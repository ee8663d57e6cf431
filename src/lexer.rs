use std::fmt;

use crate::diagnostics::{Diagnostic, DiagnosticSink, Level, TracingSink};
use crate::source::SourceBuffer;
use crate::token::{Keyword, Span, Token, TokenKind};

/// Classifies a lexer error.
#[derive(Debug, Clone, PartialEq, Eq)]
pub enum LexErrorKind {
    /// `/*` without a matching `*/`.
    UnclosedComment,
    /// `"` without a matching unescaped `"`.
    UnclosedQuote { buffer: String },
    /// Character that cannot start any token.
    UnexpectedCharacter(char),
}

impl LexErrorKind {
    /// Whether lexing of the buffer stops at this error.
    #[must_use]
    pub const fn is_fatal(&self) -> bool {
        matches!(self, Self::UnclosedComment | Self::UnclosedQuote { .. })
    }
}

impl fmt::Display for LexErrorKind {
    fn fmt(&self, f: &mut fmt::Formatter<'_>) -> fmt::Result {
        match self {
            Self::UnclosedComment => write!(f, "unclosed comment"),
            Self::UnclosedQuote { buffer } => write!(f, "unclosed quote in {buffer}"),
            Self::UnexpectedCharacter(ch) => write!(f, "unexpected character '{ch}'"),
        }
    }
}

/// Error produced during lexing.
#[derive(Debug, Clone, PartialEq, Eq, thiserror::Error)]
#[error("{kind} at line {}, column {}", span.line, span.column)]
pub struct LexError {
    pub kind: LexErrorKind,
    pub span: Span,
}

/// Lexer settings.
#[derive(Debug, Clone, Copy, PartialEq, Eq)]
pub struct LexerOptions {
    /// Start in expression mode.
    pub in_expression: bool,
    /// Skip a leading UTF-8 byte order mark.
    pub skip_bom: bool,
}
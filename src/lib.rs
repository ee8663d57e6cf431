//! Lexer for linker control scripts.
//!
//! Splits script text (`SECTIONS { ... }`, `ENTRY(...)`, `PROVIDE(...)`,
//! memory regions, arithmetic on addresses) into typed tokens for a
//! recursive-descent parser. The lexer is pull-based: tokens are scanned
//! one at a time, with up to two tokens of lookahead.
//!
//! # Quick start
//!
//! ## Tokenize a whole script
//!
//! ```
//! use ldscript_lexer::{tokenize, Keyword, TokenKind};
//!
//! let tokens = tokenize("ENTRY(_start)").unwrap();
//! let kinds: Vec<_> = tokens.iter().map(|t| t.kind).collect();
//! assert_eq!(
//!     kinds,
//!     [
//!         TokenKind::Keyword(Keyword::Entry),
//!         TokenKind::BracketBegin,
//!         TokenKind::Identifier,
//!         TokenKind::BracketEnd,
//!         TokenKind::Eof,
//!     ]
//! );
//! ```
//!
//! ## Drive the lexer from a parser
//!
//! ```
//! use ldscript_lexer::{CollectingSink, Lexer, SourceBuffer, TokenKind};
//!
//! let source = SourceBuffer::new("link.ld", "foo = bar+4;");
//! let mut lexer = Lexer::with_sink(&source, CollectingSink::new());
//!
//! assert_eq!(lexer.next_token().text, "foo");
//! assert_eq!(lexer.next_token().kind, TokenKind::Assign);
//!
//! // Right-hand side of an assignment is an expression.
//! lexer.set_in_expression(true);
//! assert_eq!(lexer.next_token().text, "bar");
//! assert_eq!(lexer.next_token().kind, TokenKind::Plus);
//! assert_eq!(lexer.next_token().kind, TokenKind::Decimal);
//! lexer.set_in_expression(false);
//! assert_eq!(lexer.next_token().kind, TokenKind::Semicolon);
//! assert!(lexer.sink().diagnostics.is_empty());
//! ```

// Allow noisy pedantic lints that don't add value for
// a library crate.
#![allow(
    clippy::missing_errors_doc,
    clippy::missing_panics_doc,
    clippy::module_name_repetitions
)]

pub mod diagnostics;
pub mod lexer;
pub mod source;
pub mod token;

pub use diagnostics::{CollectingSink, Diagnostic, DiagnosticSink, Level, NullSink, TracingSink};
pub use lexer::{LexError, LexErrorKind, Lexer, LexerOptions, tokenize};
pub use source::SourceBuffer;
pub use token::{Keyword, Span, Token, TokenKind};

□ □ □ □

→ ABOUT THIS TASK:
Return all the data exactly as given.

→ TASK RESPONSE:
repository ee8663d57e6cf431
filename src/lexer.rs
use std::fmt;

use crate::diagnostics::{Diagnostic, DiagnosticSink, Level, TracingSink};
use crate::source::SourceBuffer;
use crate::token::{Keyword, Span, Token, TokenKind};

/// Classifies a lexer error.
#[derive(Debug, Clone, PartialEq, Eq)]
pub enum LexErrorKind {
    /// `/*` without a matching `*/`.
    UnclosedComment,
    /// `"` without a matching unescaped `"`.
    UnclosedQuote { buffer: String },
    /// Character that cannot start any token.
    UnexpectedCharacter(char),
}

impl LexErrorKind {
    /// Whether lexing of the buffer stops at this error.
    #[must_use]
    pub const fn is_fatal(&self) -> bool {
        matches!(self, Self::UnclosedComment | Self::UnclosedQuote { .. })
    }
}

impl fmt::Display for LexErrorKind {
    fn fmt(&self, f: &mut fmt::Formatter<'_>) -> fmt::Result {
        match self {
            Self::UnclosedComment => write!(f, "unclosed comment"),
            Self::UnclosedQuote { buffer } => write!(f, "unclosed quote in {buffer}"),
            Self::UnexpectedCharacter(ch) => write!(f, "unexpected character '{ch}'"),
        }
    }
}

/// Error produced during lexing.
#[derive(Debug, Clone, PartialEq, Eq, thiserror::Error)]
#[error("{kind} at line {}, column {}", span.line, span.column)]
pub struct LexError {
    pub kind: LexErrorKind,
    pub span: Span,
}

/// Lexer settings.
#[derive(Debug, Clone, Copy, PartialEq, Eq)]
pub struct LexerOptions {
    /// Start in expression mode.
    pub in_expression: bool,
    /// Skip a leading UTF-8 byte order mark.
    pub skip_bom: bool,
}
filename src/lib.rs
repository ee8663d57e6cf431
//! Lexer for linker control scripts.
//!
//! Splits script text (`SECTIONS { ... }`, `ENTRY(...)`, `PROVIDE(...)`,
//! memory regions, arithmetic on addresses) into typed tokens for a
//! recursive-descent parser. The lexer is pull-based: tokens are scanned
//! one at a time, with up to two tokens of lookahead.
//!
//! # Quick start
//!
//! ## Tokenize a whole script
//!
//! ```
//! use ldscript_lexer::{tokenize, Keyword, TokenKind};
//!
//! let tokens = tokenize("ENTRY(_start)").unwrap();
//! let kinds: Vec<_> = tokens.iter().map(|t| t.kind).collect();
//! assert_eq!(
//!     kinds,
//!     [
//!         TokenKind::Keyword(Keyword::Entry),
//!         TokenKind::BracketBegin,
//!         TokenKind::Identifier,
//!         TokenKind::BracketEnd,
//!         TokenKind::Eof,
//!     ]
//! );
//! ```
//!
//! ## Drive the lexer from a parser
//!
//! ```
//! use ldscript_lexer::{CollectingSink, Lexer, SourceBuffer, TokenKind};
//!
//! let source = SourceBuffer::new("link.ld", "foo = bar+4;");
//! let mut lexer = Lexer::with_sink(&source, CollectingSink::new());
//!
//! assert_eq!(lexer.next_token().text, "foo");
//! assert_eq!(lexer.next_token().kind, TokenKind::Assign);
//!
//! // Right-hand side of an assignment is an expression.
//! lexer.set_in_expression(true);
//! assert_eq!(lexer.next_token().text, "bar");
//! assert_eq!(lexer.next_token().kind, TokenKind::Plus);
//! assert_eq!(lexer.next_token().kind, TokenKind::Decimal);
//! lexer.set_in_expression(false);
//! assert_eq!(lexer.next_token().kind, TokenKind::Semicolon);
//! assert!(lexer.sink().diagnostics.is_empty());
//! ```

// Allow noisy pedantic lints that don't add value for
// a library crate.
#![allow(
    clippy::missing_errors_doc,
    clippy::missing_panics_doc,
    clippy::module_name_repetitions
)]

pub mod diagnostics;
pub mod lexer;
pub mod source;
pub mod token;

pub use diagnostics::{CollectingSink, Diagnostic, DiagnosticSink, Level, NullSink, TracingSink};
pub use lexer::{LexError, LexErrorKind, Lexer, LexerOptions, tokenize};
pub use source::SourceBuffer;
pub use token::{Keyword, Span, Token, TokenKind};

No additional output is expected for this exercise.